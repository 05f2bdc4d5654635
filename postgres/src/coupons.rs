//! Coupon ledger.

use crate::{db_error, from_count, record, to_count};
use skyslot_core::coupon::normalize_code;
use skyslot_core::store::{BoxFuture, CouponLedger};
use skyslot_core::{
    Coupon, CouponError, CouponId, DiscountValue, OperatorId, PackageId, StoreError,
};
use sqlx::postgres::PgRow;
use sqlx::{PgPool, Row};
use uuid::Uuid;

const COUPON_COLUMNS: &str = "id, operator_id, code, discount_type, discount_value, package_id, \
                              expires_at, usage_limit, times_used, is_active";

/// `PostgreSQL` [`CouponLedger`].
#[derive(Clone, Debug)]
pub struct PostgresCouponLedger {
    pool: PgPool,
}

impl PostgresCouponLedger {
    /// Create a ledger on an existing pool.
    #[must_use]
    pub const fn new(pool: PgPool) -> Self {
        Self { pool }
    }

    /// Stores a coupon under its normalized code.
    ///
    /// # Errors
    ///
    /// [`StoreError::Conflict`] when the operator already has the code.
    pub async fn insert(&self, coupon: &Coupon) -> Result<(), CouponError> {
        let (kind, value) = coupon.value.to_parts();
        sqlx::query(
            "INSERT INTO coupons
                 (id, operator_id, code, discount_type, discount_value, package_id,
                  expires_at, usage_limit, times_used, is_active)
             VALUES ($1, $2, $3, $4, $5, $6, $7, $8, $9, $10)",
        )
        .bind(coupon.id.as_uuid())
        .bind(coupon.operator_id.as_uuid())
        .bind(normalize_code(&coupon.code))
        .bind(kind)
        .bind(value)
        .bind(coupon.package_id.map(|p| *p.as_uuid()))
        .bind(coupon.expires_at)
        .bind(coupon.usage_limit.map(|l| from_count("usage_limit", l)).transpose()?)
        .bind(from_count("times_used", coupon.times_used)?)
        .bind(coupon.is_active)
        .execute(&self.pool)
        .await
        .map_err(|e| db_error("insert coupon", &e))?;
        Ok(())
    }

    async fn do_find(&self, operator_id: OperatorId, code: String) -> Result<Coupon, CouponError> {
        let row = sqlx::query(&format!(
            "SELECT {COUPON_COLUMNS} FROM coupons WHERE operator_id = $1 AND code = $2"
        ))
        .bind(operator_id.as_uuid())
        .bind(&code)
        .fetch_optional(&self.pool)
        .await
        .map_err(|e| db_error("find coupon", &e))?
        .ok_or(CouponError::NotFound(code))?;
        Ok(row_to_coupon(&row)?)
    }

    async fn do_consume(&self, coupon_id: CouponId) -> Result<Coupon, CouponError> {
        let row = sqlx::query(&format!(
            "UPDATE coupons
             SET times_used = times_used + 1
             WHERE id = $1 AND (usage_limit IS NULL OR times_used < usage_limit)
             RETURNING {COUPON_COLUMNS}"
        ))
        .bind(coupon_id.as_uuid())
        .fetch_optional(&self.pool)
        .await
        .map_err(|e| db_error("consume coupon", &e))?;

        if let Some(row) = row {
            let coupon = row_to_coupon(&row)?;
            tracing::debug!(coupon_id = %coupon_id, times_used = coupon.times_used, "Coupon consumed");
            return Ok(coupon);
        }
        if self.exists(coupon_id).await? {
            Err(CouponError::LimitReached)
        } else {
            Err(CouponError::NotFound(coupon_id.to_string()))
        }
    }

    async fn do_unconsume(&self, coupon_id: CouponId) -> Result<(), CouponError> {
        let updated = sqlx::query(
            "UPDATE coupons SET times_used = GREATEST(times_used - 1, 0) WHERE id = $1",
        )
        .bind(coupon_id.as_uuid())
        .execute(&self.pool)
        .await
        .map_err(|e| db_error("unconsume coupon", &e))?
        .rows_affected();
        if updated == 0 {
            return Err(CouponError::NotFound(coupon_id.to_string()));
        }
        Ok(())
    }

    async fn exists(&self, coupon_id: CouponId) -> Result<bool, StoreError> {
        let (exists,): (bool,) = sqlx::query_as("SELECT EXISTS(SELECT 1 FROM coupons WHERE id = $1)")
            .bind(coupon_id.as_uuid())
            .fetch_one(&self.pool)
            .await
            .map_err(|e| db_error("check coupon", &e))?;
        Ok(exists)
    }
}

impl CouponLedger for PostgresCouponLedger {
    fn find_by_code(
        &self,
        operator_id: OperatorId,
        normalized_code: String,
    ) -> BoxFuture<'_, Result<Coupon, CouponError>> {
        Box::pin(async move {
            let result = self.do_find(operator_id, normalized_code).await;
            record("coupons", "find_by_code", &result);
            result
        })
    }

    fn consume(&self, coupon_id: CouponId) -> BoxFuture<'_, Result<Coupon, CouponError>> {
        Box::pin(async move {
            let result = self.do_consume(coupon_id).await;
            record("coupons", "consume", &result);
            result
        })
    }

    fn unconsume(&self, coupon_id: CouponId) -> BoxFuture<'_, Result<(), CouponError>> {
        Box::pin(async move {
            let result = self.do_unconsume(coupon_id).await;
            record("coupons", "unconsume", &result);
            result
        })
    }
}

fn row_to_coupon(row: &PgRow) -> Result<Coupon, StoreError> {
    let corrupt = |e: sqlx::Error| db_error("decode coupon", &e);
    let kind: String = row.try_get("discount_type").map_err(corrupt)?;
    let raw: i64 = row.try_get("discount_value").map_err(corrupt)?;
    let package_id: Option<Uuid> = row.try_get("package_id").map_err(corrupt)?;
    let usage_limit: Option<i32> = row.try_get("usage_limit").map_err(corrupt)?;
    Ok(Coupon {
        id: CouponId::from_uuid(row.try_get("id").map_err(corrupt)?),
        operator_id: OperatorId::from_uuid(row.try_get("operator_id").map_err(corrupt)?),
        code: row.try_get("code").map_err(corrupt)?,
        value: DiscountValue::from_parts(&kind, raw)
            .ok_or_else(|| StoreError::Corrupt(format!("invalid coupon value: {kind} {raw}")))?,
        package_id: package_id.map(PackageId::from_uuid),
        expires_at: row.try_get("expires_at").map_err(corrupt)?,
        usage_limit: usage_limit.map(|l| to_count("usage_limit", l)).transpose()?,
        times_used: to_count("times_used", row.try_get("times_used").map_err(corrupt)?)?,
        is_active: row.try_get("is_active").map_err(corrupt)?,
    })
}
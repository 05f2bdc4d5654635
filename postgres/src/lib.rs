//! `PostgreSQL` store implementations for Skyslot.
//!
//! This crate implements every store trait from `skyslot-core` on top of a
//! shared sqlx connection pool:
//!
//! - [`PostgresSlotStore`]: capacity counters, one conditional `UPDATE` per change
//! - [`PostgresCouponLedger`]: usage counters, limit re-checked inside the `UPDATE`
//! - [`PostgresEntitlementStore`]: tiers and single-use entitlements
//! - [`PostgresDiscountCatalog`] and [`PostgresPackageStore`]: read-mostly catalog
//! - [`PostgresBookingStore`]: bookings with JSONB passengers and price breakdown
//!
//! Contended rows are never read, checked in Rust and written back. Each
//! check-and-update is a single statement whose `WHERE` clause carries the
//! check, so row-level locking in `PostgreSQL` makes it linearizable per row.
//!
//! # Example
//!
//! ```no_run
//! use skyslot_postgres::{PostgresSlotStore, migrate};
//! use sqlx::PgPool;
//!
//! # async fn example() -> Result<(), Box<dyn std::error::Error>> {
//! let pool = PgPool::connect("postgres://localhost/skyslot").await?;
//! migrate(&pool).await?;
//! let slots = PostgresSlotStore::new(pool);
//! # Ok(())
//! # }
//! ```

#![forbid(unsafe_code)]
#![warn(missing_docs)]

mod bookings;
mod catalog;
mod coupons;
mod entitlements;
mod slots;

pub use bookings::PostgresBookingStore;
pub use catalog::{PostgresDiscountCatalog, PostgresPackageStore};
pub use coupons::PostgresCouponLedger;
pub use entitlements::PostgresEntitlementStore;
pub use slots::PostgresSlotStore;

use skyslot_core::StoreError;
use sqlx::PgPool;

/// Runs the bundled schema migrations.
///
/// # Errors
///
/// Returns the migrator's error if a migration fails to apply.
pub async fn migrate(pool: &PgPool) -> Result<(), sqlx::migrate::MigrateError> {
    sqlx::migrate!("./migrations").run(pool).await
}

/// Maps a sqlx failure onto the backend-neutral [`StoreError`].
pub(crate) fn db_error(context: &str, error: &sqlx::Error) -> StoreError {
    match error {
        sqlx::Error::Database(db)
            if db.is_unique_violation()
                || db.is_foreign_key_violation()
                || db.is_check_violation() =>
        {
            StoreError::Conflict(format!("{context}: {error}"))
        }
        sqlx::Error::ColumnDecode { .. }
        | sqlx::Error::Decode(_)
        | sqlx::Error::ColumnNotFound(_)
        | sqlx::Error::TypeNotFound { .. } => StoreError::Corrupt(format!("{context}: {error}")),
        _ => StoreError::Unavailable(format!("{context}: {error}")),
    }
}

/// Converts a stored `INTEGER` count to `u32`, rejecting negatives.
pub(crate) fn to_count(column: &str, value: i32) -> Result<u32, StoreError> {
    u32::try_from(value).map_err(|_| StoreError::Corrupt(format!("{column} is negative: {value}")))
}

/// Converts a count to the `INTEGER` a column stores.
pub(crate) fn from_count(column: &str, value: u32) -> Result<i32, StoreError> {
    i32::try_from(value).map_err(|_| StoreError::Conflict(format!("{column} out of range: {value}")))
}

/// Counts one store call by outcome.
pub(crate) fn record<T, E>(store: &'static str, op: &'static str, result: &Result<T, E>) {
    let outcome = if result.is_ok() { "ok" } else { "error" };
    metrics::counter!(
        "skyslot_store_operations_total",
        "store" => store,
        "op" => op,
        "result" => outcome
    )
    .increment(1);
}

#### Task requirements:
Retype the listing from its first line onward, stopping after the line that contains "const COUPON_COLUMNS: &str" has been retyped in full.

#### The completed task:
repository 05f2bdc4d5654635
filename postgres/src/coupons.rs
//! Coupon ledger.

use crate::{db_error, from_count, record, to_count};
use skyslot_core::coupon::normalize_code;
use skyslot_core::store::{BoxFuture, CouponLedger};
use skyslot_core::{
    Coupon, CouponError, CouponId, DiscountValue, OperatorId, PackageId, StoreError,
};
use sqlx::postgres::PgRow;
use sqlx::{PgPool, Row};
use uuid::Uuid;

const COUPON_COLUMNS: &str = "id, operator_id, code, discount_type, discount_value, package_id, \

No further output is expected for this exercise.